Peanut company lied, FDA finds
Peanut Corp. of America, the company that produced the contaminated peanut butter now being widely recalled, lied to Food and Drug Administration investigators about shipping batches of the food known to be tainted with salmonella bacteria, the agency said Friday.
The company had previously told the FDA that some lots of peanut butter had initially tested positive for the bacterium, then were retested and found to be negative before they were shipped. But further investigation showed that the company actually shipped some of the lots before the second tests were completed. Other lots were shipped without testing and, in some cases, no second test was performed even after the first one came back positive.

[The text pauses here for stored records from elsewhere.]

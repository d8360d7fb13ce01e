//! Indexed placement protocol (C11) — deterministic apply of a
//! [`PlacementPlan`] onto a sentence-segmented report.

use super::segment::{is_table_row, segment, Sentence};
use crate::hash::Hash6;
use crate::types::{Citation, Placement, PlacementPlan};
use std::collections::HashSet;

/// Dynamic cap on how many placements the LLM may return, per report size.
pub fn placement_cap(sentence_count: usize) -> usize {
    let scaled = (sentence_count as f64 * 0.30).round() as usize;
    scaled.clamp(25, 100)
}

#[derive(Debug, Clone, Default)]
pub struct ApplyOutcome {
    pub cited_report: String,
    pub applied: usize,
    pub attempted: usize,
}

impl ApplyOutcome {
    pub fn success_rate(&self) -> f64 {
        if self.attempted == 0 {
            0.0
        } else {
            self.applied as f64 / self.attempted as f64
        }
    }

    /// Per §4.10.5: applied >= 1 and success_rate >= 0.5, or applied >= 5.
    pub fn passes(&self) -> bool {
        (self.applied >= 1 && self.success_rate() >= 0.5) || self.applied >= 5
    }
}

/// Applies `plan` to `report`, following the apply protocol: placements are
/// sorted by descending sentence index (so marker insertion never shifts
/// the offsets of not-yet-processed sentences), bounds/id/hash/table-row
/// checks reject invalid placements, and surviving ones get `[id1][id2]…`
/// appended before trailing whitespace.
pub fn apply(report: &str, plan: &PlacementPlan, citations: &[Citation]) -> ApplyOutcome {
    let sentences = segment(report);
    let citation_count = citations.len() as u32;

    let mut ordered = plan.placements.clone();
    ordered.sort_by(|a, b| b.sentence_index.cmp(&a.sentence_index));

    let mut markers: Vec<Option<String>> = vec![None; sentences.len()];
    let mut applied = 0usize;
    let attempted = ordered.len();

    for placement in &ordered {
        if let Some(marker) = resolve_placement(placement, &sentences, citation_count) {
            let (target_index, ids) = marker;
            if markers[target_index].is_none() {
                markers[target_index] = Some(render_marker(&ids));
                applied += 1;
            }
        }
    }

    let cited_report = render(&sentences, &markers);
    ApplyOutcome { cited_report, applied, attempted }
}

/// Validates one placement against bounds, citation ids, hash, and
/// table-row rules. Returns the resolved (possibly hash-shifted) sentence
/// index and the surviving citation ids, or `None` if it must be rejected.
fn resolve_placement(
    placement: &Placement,
    sentences: &[Sentence],
    citation_count: u32,
) -> Option<(usize, Vec<u32>)> {
    if placement.sentence_index >= sentences.len() {
        return None;
    }

    let mut seen = HashSet::new();
    let ids: Vec<u32> = placement
        .citation_ids
        .iter()
        .copied()
        .filter(|id| *id >= 1 && *id <= citation_count && seen.insert(*id))
        .collect();
    if ids.is_empty() {
        return None;
    }

    let target_index = match &placement.sentence_hash {
        None => placement.sentence_index,
        Some(hash_hex) => {
            let Some(expected) = Hash6::from_hex(hash_hex) else {
                return Some((placement.sentence_index, ids));
            };
            let at = Hash6::of_sentence(&sentences[placement.sentence_index].text);
            if at == expected {
                placement.sentence_index
            } else {
                let candidate = [placement.sentence_index.checked_sub(1), Some(placement.sentence_index + 1)];
                let shifted = candidate.into_iter().flatten().find(|idx| {
                    sentences.get(*idx).map(|s| Hash6::of_sentence(&s.text) == expected).unwrap_or(false)
                });
                match shifted {
                    Some(idx) => idx,
                    None => return None, // strict: no lenient apply
                }
            }
        }
    };

    if is_table_row(&sentences[target_index].text) {
        return None;
    }

    Some((target_index, ids))
}

fn render_marker(ids: &[u32]) -> String {
    ids.iter().map(|id| format!("[{id}]")).collect()
}

/// Reassembles sentences with markers appended before trailing whitespace.
fn render(sentences: &[Sentence], markers: &[Option<String>]) -> String {
    let mut out = String::new();
    for (sentence, marker) in sentences.iter().zip(markers) {
        match marker {
            None => out.push_str(&sentence.text),
            Some(m) => {
                let trimmed_end = sentence.text.trim_end_matches([' ', '\t', '\n']);
                let trailing = &sentence.text[trimmed_end.len()..];
                out.push_str(trimmed_end);
                out.push_str(m);
                out.push_str(trailing);
            }
        }
    }
    out
}

#[cfg(test)]
mod tests {
    use super::*;

    fn citation(id: u32) -> Citation {
        Citation { id, url: format!("https://example.com/{id}"), title: "t".into(), source: "s".into(), snippet: "sn".into(), credibility: 0.8, quality: 0.8 }
    }

    fn placement(index: usize, ids: Vec<u32>) -> Placement {
        Placement { sentence_index: index, sentence_hash: None, citation_ids: ids, confidence: "high".into(), reason: "r".into() }
    }

    #[test]
    fn placement_cap_is_bounded() {
        assert_eq!(placement_cap(10), 25);
        assert_eq!(placement_cap(1000), 100);
        assert_eq!(placement_cap(200), 60);
    }

    #[test]
    fn applies_markers_before_trailing_whitespace() {
        let report = "Paris is the capital. It has many museums.";
        let plan = PlacementPlan { placements: vec![placement(0, vec![1])] };
        let citations = vec![citation(1)];
        let outcome = apply(report, &plan, &citations);
        assert_eq!(outcome.applied, 1);
        assert!(outcome.cited_report.starts_with("Paris is the capital.[1]"));
    }

    #[test]
    fn out_of_bounds_index_is_rejected() {
        let report = "Only one sentence here.";
        let plan = PlacementPlan { placements: vec![placement(5, vec![1])] };
        let outcome = apply(report, &plan, &[citation(1)]);
        assert_eq!(outcome.applied, 0);
    }

    #[test]
    fn invalid_citation_ids_are_dropped_and_placement_rejected_if_none_survive() {
        let report = "A sentence.";
        let plan = PlacementPlan { placements: vec![placement(0, vec![99])] };
        let outcome = apply(report, &plan, &[citation(1)]);
        assert_eq!(outcome.applied, 0);
    }

    #[test]
    fn hash_mismatch_falls_back_to_adjacent_sentence() {
        let report = "First sentence here. Second sentence here.";
        let sentences = segment(report);
        let correct_hash = Hash6::of_sentence(&sentences[1].text).as_str().to_string();
        let mut p = placement(0, vec![1]);
        p.sentence_hash = Some(correct_hash);
        let plan = PlacementPlan { placements: vec![p] };
        let outcome = apply(report, &plan, &[citation(1)]);
        assert_eq!(outcome.applied, 1);
        assert!(outcome.cited_report.contains("Second sentence here.[1]"));
    }

    #[test]
    fn hash_mismatch_with_no_adjacent_match_is_rejected() {
        let report = "First sentence here. Second sentence here.";
        let mut p = placement(0, vec![1]);
        p.sentence_hash = Some("ffffff".into());
        let plan = PlacementPlan { placements: vec![p] };
        let outcome = apply(report, &plan, &[citation(1)]);
        assert_eq!(outcome.applied, 0);
    }

    #[test]
    fn table_rows_reject_placements() {
        let report = "| Name | Age |\nSecond sentence.";
        let plan = PlacementPlan { placements: vec![placement(0, vec![1])] };
        let outcome = apply(report, &plan, &[citation(1)]);
        assert_eq!(outcome.applied, 0);
    }

    #[test]
    fn descending_apply_order_prevents_offset_drift() {
        let report = "One. Two. Three.";
        let plan = PlacementPlan {
            placements: vec![placement(0, vec![1]), placement(1, vec![2]), placement(2, vec![3])],
        };
        let outcome = apply(report, &plan, &[citation(1), citation(2), citation(3)]);
        assert_eq!(outcome.applied, 3);
        assert!(outcome.cited_report.contains("One.[1]"));
        assert!(outcome.cited_report.contains("Two.[2]"));
        assert!(outcome.cited_report.contains("Three.[3]"));
    }

    #[test]
    fn passes_policy_with_five_applied_even_at_low_success_rate() {
        let outcome = ApplyOutcome { cited_report: String::new(), applied: 5, attempted: 20 };
        assert!(outcome.passes());
    }

    #[test]
    fn fails_policy_with_zero_applied() {
        let outcome = ApplyOutcome { cited_report: String::new(), applied: 0, attempted: 3 };
        assert!(!outcome.passes());
    }
}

The lots were shipped to a vast array of food manufacturers and found their way into such items as cookies, crackers, health bars, ice cream and dog biscuits. Peanuts and peanut products from a Peanut Corp. plant in Georgia have now been linked to eight deaths and 575 illnesses in 43 states. In January, food companies began what has become an unprecedented nationwide recall of hundreds of snacks and other foods containing the products.
“I expect this outbreak to go on for a long time,” in part because the foods have a long shelf life, said Caroline Smith DeWaal, food safety director at the Center for Science in the Public Interest in Washington.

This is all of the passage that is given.